A Christian leader in Ratanakkiri’s Bakeo district has accused a district Ministry of Cults and Religion official of making members of his congregation thumbprint a contract forbidding them to proselytise or associate with any political parties before the election.

Community leader Rochom Nath, 32, said yesterday that the chief of the district cults and religion office, Moeng Ieng, convened more than 20 members of his 240-strong Christian enclave in Seung commune’s Yasom village on Wednesday to endorse the letter.

“The letter told us not to promote the Christian religion, and said we’re not allowed to have a connection with political parties, because [Ieng] is a member of the [Cambodian People’s Party],” Nath said, adding that Ieng had threatened to prevent Christians from gathering at the church where they have worshipped for more than four years if they didn’t thumbprint the document.
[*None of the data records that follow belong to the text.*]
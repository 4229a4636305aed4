// lerna-rs: Lerna child-process core - Rust Port
//
// SPDX-FileCopyrightText: 2026 Romeo Ahmed
// SPDX-License-Identifier: GPL-3.0-or-later

//! Core modules.
//!
//! ```text
//!        core
//!         |
//!         v
//!      process
//!         |
//!   Launcher  ChildRegistry
//!   prefix    signal
//! ```

pub mod process;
In the lead-up to the elections, he said, both CPP and Cambodia National Rescue Party campaigners had swung by to try to sway the flock.

“I have promoted this religion in Ratanakkiri province since 2007, and this is the first time that I was coerced to stop, so I was afraid of being suspended, and gave my thumbprint like the others did,” he added.
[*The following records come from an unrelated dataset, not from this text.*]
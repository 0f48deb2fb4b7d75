use crate::domain::payment::PaymentStatus;
use serde::{Deserialize, Serialize};

#[derive(Debug, Serialize, Deserialize, PartialEq, Eq, Clone, Copy)]
pub enum RegistrationStatus {
    Pending,
    Confirmed,
    Cancelled,
    Failed,
}

impl From<PaymentStatus> for RegistrationStatus {
    /// Registration status is derived deterministically from the payment
    /// status; it is never set through any other path.
    fn from(status: PaymentStatus) -> Self {
        match status {
            PaymentStatus::Pending => Self::Pending,
            PaymentStatus::Paid => Self::Confirmed,
            PaymentStatus::Cancelled => Self::Cancelled,
            PaymentStatus::Failed => Self::Failed,
        }
    }
}

/// An attendee registration row, created by the registration flow before
/// the gateway is ever invoked.
#[derive(Debug, Serialize, Deserialize, PartialEq, Clone)]
pub struct Registration {
    pub registration_id: String,
    pub full_name: String,
    pub email: String,
    pub phone: String,
    pub address: String,
    pub city: String,
    pub status: RegistrationStatus,
}

impl Registration {
    /// Splits `full_name` into the (first, last) pair PayHere expects.
    ///
    /// The first whitespace token is the first name; the remaining tokens
    /// joined by spaces form the last name, with a placeholder when the
    /// name is a single token.
    pub fn split_name(&self) -> (String, String) {
        let mut tokens = self.full_name.split_whitespace();
        let first = tokens.next().unwrap_or_default().to_string();
        let rest = tokens.collect::<Vec<_>>().join(" ");
        let last = if rest.is_empty() {
            "User".to_string()
        } else {
            rest
        };
        (first, last)
    }
}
Ieng, however, maintained that the letter did “not ban them from promoting whatsoever”. It was simply an annually required collection of biographical information about church leaders and dissemination of directives from the Ministry of Cults and Religion, he said.
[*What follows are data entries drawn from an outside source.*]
use axum::Router;
use chrono::{DateTime, Utc};
use payhere_gateway::config::GatewayConfig;
use payhere_gateway::domain::payment::{Payment, PaymentStatus};
use payhere_gateway::domain::ports::{
    PaymentStore, PaymentStoreRef, RegistrationStoreRef, TransitionOutcome,
};
use payhere_gateway::domain::registration::{Registration, RegistrationStatus};
use payhere_gateway::domain::signature;
use payhere_gateway::error::Result;
use payhere_gateway::infrastructure::in_memory::{InMemoryPaymentStore, InMemoryRegistrationStore};
use payhere_gateway::interfaces::http::{self, AppState};
use rust_decimal_macros::dec;
use std::sync::Arc;
use std::sync::atomic::AtomicUsize;

pub const MERCHANT_ID: &str = "1211149";
pub const MERCHANT_SECRET: &str = "integration-secret";

pub fn test_config() -> Arc<GatewayConfig> {
    Arc::new(GatewayConfig {
        merchant_id: MERCHANT_ID.to_string(),
        merchant_secret: MERCHANT_SECRET.to_string(),
        public_base_url: "https://pay.example.org".to_string(),
        sandbox: true,
    })
}

pub fn app(payments: PaymentStoreRef, registrations: RegistrationStoreRef) -> Router {
    http::router(AppState::new(test_config(), payments, registrations))
}

/// Payment "abc-123" (1500 LKR, pending) owned by registration "reg-1".
pub async fn seeded_stores() -> (Arc<InMemoryPaymentStore>, Arc<InMemoryRegistrationStore>) {
    let payments = Arc::new(InMemoryPaymentStore::new());
    payments
        .seed(Payment {
            payment_id: "abc-123".to_string(),
            amount: dec!(1500),
            currency: "LKR".to_string(),
            registration_id: "reg-1".to_string(),
            payment_status: PaymentStatus::Pending,
            payment_reference: None,
            paid_at: None,
        })
        .await;

    let registrations = Arc::new(InMemoryRegistrationStore::new());
    registrations
        .seed(Registration {
            registration_id: "reg-1".to_string(),
            full_name: "Nimal Perera".to_string(),
            email: "nimal@example.lk".to_string(),
            phone: "0771234567".to_string(),
            address: "12 Lake Rd".to_string(),
            city: "Colombo".to_string(),
            status: RegistrationStatus::Pending,
        })
        .await;

    (payments, registrations)
}

/// A correctly signed urlencoded notification body for payment "abc-123".
pub fn notify_body(status_code: &str) -> String {
    signed_body(MERCHANT_ID, "abc-123", "1500.00", "LKR", status_code)
}

pub fn signed_body(
    merchant_id: &str,
    order_id: &str,
    amount: &str,
    currency: &str,
    status_code: &str,
) -> String {
    let md5sig = signature::notification_signature(
        merchant_id,
        order_id,
        amount,
        currency,
        status_code,
        MERCHANT_SECRET,
    );
    serde_urlencoded::to_string([
        ("merchant_id", merchant_id),
        ("order_id", order_id),
        ("payment_id", "320025"),
        ("payhere_amount", amount),
        ("payhere_currency", currency),
        ("status_code", status_code),
        ("md5sig", &md5sig),
    ])
    .unwrap()
}

/// Store double that counts write attempts; used to prove that rejected
/// notifications never touch the store.
#[derive(Default, Clone)]
pub struct RecordingPaymentStore {
    pub writes: Arc<AtomicUsize>,
}

#[async_trait::async_trait]
impl PaymentStore for RecordingPaymentStore {
    async fn get(&self, _payment_id: &str) -> Result<Option<Payment>> {
        Ok(None)
    }

    async fn transition(
        &self,
        _payment_id: &str,
        _status: PaymentStatus,
        _reference: &str,
        _paid_at: DateTime<Utc>,
    ) -> Result<TransitionOutcome> {
        self.writes.fetch_add(1, std::sync::atomic::Ordering::SeqCst);
        Ok(TransitionOutcome::NoMatch)
    }
}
But the letter did urge Christians to heed their own teachings and not involve themselves with politics, he added.

According to Ieng, the congregation never asked permission to build its gathering place.

Nath, on the other hand, maintained that he had all the requisite ministry documents.

Yem Yodavan, director of the Ministry of Cult and Religion’s religious resolutions department, said that under the law, people “have right to follow any religion they like, and the religion needs to inform and ask permission before [building] or promoting itself.”